■ Exercise objective
Give back an exact copy of the lines in the records below, from the line that has "holding cached files." through the line that has "the reclaim subcommand.", and nothing besides.

■ Data for this exercise
····················
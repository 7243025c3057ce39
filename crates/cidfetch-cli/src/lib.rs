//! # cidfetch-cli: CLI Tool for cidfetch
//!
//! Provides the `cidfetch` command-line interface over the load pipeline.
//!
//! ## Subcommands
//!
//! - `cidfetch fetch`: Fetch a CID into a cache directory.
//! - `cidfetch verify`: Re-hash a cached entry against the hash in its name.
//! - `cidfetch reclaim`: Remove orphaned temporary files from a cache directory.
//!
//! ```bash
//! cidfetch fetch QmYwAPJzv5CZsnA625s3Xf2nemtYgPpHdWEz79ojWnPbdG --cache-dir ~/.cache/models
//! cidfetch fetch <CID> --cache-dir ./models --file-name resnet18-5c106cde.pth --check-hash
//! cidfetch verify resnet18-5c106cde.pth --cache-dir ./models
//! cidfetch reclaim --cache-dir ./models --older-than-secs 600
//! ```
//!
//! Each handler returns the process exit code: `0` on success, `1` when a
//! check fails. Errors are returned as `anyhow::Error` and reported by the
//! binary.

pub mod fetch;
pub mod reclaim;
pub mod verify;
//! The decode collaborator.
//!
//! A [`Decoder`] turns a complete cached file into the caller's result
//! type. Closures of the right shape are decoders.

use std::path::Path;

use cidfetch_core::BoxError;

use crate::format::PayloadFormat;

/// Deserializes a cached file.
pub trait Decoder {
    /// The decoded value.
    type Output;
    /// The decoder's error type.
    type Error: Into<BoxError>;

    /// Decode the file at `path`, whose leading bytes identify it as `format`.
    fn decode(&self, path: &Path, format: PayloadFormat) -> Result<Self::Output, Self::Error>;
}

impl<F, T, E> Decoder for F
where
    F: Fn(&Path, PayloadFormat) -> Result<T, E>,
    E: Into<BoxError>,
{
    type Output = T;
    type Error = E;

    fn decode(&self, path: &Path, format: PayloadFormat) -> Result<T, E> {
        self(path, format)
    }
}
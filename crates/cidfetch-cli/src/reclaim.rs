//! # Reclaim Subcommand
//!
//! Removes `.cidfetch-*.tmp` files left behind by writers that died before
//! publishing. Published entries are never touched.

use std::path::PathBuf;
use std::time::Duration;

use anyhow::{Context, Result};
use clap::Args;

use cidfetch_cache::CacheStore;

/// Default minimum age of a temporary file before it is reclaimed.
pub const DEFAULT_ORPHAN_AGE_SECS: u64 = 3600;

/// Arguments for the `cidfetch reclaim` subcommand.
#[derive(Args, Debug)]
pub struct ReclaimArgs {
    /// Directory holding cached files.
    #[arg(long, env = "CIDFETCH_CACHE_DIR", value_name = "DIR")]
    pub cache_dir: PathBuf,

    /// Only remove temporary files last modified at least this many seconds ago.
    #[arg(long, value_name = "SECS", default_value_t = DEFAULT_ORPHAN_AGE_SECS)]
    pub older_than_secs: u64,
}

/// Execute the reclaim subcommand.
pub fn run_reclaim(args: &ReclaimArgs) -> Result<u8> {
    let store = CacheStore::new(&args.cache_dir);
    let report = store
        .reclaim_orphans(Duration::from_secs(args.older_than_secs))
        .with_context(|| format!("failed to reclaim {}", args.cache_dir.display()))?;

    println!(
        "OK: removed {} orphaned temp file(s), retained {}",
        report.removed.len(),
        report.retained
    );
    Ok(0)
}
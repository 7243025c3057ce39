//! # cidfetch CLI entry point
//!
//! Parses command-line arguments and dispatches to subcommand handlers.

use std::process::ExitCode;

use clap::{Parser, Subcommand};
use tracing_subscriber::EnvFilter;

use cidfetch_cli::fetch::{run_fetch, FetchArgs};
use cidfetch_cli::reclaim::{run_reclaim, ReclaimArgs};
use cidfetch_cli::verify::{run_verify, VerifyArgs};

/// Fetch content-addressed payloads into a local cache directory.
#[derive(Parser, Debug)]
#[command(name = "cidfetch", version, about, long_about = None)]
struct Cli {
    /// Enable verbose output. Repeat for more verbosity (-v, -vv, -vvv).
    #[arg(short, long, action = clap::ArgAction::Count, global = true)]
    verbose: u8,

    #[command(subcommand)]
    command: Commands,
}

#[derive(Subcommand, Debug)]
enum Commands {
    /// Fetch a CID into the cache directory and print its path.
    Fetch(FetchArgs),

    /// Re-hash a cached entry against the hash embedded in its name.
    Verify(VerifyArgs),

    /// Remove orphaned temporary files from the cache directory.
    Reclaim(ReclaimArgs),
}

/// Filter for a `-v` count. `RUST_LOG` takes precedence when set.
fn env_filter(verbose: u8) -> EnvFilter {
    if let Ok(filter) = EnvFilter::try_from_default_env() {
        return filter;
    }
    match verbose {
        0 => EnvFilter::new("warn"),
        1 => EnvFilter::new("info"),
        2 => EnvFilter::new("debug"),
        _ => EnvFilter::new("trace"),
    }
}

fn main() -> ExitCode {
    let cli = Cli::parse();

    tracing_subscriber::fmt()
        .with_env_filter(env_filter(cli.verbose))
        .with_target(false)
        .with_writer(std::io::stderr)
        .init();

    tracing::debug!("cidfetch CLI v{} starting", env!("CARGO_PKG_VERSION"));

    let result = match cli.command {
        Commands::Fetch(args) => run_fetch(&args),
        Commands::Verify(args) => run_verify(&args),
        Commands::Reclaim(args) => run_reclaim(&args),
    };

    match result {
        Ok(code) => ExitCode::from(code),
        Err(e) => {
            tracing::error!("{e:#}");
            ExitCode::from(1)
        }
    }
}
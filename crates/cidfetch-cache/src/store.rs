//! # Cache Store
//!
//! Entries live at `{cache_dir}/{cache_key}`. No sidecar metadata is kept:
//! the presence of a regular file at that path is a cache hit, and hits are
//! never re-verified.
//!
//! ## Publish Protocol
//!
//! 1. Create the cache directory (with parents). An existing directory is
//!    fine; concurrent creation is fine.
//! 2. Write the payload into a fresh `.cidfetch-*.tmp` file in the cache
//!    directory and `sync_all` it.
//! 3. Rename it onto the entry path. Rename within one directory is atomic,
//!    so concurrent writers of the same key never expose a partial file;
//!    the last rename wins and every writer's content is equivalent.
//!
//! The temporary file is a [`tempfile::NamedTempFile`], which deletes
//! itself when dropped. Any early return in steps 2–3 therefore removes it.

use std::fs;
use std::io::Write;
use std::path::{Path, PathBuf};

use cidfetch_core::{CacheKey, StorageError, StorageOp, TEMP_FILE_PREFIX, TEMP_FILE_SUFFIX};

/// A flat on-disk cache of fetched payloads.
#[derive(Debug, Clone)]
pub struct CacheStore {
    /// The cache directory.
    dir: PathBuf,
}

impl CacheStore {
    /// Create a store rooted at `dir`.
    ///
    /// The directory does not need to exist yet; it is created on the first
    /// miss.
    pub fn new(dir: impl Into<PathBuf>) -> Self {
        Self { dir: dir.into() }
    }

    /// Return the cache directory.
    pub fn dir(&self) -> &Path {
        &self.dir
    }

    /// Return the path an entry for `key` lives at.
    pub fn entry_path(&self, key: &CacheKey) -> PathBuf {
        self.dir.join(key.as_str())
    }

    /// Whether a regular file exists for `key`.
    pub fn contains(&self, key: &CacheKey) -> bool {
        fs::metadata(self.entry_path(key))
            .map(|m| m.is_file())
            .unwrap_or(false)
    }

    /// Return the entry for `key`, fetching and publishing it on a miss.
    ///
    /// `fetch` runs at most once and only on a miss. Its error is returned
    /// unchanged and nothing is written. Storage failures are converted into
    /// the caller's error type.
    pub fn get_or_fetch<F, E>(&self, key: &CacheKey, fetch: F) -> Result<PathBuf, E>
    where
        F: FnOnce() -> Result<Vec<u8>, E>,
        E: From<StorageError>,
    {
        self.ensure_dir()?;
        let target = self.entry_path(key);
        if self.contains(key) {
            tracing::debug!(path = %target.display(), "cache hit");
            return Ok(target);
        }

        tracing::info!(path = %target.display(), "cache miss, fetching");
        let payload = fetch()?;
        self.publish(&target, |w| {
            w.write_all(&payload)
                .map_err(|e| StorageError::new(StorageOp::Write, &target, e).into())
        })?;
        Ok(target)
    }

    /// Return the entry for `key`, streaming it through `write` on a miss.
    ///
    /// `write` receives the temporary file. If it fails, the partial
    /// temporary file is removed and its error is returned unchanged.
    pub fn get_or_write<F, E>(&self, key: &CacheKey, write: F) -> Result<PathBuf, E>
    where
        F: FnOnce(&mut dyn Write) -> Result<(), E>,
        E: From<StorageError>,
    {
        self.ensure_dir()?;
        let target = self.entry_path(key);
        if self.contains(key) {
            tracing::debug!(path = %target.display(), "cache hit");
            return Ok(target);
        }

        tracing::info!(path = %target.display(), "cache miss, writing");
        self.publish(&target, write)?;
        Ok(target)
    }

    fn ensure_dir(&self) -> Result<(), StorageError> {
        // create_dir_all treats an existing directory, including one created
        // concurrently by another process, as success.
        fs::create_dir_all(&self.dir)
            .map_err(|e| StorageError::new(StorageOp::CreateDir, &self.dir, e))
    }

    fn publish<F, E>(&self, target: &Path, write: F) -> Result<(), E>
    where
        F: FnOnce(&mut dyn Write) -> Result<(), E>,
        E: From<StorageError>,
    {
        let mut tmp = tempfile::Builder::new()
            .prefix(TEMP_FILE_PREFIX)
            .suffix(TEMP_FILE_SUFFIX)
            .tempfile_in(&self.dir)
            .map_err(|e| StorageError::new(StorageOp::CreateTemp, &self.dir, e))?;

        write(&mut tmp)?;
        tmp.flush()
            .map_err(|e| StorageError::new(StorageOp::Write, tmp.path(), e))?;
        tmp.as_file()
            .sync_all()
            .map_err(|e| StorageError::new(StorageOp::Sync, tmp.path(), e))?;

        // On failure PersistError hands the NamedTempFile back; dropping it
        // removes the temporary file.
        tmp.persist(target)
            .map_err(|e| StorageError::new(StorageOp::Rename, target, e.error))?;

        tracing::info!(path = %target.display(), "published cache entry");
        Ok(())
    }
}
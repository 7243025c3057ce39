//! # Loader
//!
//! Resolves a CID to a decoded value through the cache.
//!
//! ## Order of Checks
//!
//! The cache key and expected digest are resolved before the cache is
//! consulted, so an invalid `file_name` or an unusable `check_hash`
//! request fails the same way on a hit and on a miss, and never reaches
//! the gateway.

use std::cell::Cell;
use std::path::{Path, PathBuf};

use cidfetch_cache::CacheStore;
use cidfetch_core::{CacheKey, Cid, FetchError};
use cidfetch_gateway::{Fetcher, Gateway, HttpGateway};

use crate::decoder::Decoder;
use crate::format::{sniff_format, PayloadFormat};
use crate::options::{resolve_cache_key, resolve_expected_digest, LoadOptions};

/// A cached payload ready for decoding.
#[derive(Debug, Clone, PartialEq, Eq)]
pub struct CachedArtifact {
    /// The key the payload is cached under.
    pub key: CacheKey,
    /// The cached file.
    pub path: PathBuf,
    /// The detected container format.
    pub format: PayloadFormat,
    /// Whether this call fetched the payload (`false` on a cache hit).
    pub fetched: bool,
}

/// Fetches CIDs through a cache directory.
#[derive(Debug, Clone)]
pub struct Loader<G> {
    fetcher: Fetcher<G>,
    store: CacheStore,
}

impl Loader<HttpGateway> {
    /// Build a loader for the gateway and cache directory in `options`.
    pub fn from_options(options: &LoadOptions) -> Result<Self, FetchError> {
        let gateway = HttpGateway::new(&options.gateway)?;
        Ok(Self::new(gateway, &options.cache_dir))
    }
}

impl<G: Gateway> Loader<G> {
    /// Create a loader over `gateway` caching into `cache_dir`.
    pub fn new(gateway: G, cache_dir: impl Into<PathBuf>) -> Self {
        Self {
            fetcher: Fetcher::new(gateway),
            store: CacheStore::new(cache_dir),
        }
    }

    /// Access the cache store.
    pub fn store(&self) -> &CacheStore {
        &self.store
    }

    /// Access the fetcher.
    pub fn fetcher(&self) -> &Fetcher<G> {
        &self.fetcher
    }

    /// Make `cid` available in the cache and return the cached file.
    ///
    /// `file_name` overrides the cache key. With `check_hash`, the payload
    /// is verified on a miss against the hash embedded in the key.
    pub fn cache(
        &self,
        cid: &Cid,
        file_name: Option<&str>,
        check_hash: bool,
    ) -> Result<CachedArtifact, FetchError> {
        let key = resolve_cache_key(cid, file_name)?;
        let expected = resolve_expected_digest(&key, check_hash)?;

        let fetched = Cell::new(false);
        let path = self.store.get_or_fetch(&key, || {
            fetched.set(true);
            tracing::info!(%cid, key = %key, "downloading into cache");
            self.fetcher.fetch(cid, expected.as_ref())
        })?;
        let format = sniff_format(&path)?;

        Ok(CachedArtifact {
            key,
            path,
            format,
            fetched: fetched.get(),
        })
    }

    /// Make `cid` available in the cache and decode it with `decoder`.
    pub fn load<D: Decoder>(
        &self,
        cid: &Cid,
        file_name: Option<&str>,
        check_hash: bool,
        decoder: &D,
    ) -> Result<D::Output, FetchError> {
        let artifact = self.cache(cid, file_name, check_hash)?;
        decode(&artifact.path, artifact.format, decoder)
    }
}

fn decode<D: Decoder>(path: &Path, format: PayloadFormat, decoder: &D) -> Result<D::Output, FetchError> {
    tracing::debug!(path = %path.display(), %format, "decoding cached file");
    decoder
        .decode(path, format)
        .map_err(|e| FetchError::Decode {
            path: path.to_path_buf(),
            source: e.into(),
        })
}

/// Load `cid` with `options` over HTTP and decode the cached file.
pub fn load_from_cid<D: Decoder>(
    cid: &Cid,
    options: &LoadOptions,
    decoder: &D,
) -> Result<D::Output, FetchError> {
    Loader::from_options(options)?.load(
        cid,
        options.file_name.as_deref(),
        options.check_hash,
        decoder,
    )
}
····················
■ Written reply
    /// Directory holding cached files.
    #[arg(long, env = "CIDFETCH_CACHE_DIR", value_name = "DIR")]
    pub cache_dir: PathBuf,

    /// Only remove temporary files last modified at least this many seconds ago.
    #[arg(long, value_name = "SECS", default_value_t = DEFAULT_ORPHAN_AGE_SECS)]
    pub older_than_secs: u64,
}

/// Execute the reclaim subcommand.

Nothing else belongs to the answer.